# Task directions
Using the data beneath this instruction, retype only the lines from the one that contains "use crate::error::CliError;" down to the one that contains "let outcome = async", both included, exactly as they appear.

Saved entries

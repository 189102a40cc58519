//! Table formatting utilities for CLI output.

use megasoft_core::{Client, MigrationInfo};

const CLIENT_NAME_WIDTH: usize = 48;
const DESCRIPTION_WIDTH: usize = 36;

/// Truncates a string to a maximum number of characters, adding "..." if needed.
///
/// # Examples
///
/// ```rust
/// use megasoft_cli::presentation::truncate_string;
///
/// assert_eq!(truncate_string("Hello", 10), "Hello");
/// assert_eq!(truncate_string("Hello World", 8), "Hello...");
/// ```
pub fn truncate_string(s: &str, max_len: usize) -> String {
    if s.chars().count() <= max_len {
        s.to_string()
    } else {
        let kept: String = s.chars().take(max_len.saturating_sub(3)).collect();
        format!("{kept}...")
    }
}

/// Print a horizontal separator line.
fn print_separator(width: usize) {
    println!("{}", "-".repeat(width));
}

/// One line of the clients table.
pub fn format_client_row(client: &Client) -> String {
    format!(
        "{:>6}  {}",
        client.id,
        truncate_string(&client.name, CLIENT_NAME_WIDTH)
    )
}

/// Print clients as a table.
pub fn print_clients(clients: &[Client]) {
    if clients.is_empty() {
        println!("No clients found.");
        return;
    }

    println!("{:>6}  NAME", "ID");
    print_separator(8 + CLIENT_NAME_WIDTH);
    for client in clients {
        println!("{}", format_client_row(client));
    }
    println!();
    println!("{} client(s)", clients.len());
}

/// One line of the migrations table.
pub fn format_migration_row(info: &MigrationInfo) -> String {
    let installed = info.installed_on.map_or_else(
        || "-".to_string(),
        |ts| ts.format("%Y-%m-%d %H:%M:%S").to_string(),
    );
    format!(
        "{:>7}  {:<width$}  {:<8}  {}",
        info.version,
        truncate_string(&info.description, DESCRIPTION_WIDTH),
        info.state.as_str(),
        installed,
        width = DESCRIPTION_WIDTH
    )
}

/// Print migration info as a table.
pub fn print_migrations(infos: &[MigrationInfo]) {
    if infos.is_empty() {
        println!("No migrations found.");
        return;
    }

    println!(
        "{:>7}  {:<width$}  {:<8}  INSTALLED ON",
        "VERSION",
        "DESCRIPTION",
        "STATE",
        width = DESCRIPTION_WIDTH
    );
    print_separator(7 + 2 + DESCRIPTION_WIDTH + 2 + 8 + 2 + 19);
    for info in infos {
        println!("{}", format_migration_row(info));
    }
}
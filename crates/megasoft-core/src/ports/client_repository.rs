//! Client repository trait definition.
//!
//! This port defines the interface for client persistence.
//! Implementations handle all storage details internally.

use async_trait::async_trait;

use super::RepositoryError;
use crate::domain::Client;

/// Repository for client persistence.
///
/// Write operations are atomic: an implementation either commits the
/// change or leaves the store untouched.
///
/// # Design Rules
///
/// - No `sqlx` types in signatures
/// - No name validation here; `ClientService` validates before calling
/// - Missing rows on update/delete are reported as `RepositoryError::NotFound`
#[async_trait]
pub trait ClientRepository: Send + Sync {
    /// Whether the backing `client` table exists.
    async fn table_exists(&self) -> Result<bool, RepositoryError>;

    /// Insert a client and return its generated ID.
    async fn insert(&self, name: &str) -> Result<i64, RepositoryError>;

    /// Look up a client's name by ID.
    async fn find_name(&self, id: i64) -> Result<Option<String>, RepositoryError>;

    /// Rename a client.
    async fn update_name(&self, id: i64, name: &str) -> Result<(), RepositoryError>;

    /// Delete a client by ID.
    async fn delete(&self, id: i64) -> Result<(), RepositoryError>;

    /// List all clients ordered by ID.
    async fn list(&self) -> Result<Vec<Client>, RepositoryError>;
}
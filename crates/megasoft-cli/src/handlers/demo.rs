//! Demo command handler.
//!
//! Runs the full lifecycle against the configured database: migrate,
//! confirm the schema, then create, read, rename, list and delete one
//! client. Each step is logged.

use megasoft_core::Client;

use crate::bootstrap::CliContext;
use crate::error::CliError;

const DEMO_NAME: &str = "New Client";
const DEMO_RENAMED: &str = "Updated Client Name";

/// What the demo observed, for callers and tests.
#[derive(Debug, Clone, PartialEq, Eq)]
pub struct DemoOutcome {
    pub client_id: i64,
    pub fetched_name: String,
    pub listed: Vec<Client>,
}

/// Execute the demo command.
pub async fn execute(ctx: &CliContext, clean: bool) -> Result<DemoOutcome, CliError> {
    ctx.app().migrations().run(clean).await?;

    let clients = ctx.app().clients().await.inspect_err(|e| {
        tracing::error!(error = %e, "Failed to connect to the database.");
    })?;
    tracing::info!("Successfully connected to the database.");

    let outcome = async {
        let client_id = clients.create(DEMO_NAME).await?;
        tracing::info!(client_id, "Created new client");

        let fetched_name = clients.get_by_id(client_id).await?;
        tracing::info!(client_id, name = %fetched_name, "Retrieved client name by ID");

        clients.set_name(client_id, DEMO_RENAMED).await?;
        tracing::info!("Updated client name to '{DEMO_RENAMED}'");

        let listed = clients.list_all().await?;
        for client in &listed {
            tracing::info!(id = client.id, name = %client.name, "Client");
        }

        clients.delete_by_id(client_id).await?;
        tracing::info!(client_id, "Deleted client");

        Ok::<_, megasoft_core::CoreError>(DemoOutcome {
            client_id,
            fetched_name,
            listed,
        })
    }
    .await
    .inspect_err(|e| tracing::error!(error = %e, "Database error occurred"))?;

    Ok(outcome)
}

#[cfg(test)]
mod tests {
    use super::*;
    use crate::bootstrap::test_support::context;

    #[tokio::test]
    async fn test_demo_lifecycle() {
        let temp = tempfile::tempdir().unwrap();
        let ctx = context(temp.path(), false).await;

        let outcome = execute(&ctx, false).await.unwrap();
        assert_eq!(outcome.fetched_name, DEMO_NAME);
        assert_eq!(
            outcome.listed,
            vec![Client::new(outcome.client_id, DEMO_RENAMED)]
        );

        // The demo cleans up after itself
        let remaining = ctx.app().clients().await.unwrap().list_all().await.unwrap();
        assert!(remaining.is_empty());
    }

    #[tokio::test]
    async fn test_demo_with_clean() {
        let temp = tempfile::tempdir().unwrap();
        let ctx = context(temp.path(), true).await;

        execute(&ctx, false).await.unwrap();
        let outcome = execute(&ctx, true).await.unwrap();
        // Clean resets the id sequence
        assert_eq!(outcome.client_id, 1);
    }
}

# Output of the exercise
use crate::error::CliError;

const DEMO_NAME: &str = "New Client";
const DEMO_RENAMED: &str = "Updated Client Name";

/// What the demo observed, for callers and tests.
#[derive(Debug, Clone, PartialEq, Eq)]
pub struct DemoOutcome {
    pub client_id: i64,
    pub fetched_name: String,
    pub listed: Vec<Client>,
}

/// Execute the demo command.
pub async fn execute(ctx: &CliContext, clean: bool) -> Result<DemoOutcome, CliError> {
    ctx.app().migrations().run(clean).await?;

    let clients = ctx.app().clients().await.inspect_err(|e| {
        tracing::error!(error = %e, "Failed to connect to the database.");
    })?;
    tracing::info!("Successfully connected to the database.");

    let outcome = async {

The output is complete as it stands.